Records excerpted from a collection
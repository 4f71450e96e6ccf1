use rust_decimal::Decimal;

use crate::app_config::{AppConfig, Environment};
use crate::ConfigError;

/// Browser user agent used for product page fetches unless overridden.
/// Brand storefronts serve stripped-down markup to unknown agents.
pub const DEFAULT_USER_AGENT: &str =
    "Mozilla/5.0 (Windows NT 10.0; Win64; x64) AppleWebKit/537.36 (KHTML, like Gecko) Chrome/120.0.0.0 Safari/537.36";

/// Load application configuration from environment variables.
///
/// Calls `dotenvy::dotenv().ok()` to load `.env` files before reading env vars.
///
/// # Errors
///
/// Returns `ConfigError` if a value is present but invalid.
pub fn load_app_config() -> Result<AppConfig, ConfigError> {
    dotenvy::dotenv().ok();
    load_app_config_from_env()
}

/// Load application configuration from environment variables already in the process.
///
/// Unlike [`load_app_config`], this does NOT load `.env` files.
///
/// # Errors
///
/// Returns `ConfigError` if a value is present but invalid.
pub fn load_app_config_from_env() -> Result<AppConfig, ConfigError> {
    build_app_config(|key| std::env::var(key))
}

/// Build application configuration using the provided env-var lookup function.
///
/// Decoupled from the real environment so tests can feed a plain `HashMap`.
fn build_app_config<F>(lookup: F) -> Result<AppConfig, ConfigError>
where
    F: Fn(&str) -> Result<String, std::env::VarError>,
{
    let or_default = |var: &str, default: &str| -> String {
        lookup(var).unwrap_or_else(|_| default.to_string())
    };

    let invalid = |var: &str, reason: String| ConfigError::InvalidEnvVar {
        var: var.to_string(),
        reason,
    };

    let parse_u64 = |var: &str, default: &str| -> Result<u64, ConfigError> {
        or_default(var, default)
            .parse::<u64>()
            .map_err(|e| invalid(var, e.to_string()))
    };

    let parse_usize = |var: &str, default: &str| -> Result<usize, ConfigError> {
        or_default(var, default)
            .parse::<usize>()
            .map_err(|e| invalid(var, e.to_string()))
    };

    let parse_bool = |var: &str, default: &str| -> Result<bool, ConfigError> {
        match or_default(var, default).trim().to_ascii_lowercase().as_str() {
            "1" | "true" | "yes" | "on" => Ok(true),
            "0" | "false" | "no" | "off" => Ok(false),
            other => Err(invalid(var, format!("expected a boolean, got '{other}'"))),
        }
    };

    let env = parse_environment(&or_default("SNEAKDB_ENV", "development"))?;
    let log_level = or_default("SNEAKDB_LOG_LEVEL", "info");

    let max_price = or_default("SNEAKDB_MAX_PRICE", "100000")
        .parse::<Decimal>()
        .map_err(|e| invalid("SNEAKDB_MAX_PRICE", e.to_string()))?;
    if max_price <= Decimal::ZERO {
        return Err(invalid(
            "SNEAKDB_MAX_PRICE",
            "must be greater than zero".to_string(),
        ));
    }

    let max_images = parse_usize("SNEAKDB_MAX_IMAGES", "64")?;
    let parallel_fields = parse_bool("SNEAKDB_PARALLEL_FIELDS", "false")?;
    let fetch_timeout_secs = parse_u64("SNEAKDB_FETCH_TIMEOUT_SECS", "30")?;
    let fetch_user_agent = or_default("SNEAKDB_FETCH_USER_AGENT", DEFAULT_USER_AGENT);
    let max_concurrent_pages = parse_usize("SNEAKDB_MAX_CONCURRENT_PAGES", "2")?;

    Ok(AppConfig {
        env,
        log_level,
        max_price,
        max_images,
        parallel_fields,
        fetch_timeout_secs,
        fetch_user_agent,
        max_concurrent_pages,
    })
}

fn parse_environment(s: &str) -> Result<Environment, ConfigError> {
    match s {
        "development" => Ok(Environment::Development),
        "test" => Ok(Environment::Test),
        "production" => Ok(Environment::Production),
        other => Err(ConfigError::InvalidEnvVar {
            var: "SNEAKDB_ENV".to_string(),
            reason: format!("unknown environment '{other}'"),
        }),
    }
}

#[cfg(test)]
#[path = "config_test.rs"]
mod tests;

---

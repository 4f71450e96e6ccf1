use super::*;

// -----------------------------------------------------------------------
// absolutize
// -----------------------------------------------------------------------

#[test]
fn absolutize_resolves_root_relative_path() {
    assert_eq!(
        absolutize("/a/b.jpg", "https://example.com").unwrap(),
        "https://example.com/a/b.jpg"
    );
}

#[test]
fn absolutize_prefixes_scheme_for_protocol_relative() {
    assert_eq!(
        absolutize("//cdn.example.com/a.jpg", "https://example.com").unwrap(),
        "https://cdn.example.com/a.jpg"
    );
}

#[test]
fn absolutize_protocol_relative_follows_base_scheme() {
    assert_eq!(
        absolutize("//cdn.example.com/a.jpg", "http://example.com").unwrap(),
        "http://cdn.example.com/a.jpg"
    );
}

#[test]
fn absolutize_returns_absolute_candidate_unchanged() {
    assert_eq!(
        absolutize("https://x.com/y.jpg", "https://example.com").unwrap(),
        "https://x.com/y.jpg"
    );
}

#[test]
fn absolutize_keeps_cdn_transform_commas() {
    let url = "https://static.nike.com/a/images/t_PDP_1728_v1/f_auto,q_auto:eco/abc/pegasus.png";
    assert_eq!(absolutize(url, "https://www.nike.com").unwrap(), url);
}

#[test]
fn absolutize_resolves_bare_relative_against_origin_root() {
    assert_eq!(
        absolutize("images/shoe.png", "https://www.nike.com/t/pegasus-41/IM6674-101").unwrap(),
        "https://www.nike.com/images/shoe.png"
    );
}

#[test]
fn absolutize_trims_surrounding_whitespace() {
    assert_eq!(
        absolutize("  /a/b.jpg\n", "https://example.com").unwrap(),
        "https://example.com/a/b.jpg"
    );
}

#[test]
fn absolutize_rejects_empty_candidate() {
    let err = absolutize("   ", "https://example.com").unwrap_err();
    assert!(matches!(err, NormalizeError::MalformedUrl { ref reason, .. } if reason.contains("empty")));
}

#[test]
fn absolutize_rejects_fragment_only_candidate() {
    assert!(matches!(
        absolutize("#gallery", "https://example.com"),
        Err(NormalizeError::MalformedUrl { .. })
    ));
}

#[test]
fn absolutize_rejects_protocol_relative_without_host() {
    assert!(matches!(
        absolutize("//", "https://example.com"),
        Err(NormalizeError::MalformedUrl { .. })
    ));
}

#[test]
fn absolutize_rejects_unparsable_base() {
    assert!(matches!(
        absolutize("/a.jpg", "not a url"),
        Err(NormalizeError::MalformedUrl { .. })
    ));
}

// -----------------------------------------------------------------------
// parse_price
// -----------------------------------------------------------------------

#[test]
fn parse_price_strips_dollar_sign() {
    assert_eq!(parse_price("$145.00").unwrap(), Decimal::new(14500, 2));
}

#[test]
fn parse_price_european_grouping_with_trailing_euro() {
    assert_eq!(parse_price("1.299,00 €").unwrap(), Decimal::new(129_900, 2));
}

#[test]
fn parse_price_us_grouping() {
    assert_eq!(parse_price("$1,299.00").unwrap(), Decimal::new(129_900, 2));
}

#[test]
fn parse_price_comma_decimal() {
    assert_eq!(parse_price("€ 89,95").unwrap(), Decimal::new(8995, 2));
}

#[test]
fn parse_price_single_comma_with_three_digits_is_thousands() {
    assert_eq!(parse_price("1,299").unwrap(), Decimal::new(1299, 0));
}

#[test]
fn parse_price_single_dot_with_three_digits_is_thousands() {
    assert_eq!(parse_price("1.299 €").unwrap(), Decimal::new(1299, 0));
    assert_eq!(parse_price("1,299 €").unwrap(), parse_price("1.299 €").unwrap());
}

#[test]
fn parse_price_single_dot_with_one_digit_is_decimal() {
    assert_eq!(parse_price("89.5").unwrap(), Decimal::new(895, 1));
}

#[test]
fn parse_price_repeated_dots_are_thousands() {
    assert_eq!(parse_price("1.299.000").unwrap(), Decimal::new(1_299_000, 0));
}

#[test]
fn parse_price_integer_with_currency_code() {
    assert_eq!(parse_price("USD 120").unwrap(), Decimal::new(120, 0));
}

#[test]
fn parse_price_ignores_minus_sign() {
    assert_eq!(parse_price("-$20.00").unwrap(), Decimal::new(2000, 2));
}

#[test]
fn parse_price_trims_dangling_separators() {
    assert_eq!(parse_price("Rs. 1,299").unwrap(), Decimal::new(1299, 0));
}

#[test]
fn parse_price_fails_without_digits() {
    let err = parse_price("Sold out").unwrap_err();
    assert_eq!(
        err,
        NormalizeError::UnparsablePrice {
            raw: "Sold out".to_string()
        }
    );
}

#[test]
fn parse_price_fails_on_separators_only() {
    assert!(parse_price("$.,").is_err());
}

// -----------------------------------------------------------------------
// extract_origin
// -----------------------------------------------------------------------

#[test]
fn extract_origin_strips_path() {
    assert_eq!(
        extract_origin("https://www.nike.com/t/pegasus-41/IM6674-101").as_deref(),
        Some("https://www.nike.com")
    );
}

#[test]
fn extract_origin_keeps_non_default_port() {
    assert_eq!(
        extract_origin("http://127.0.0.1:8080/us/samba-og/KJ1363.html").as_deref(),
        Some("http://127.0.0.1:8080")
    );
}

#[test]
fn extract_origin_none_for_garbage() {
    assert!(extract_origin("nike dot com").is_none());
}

• [Task goal] Every line of the records that includes the word "tests" should be gathered.

• [Answer]
/// Decoupled from the real environment so tests can feed a plain `HashMap`.
mod tests;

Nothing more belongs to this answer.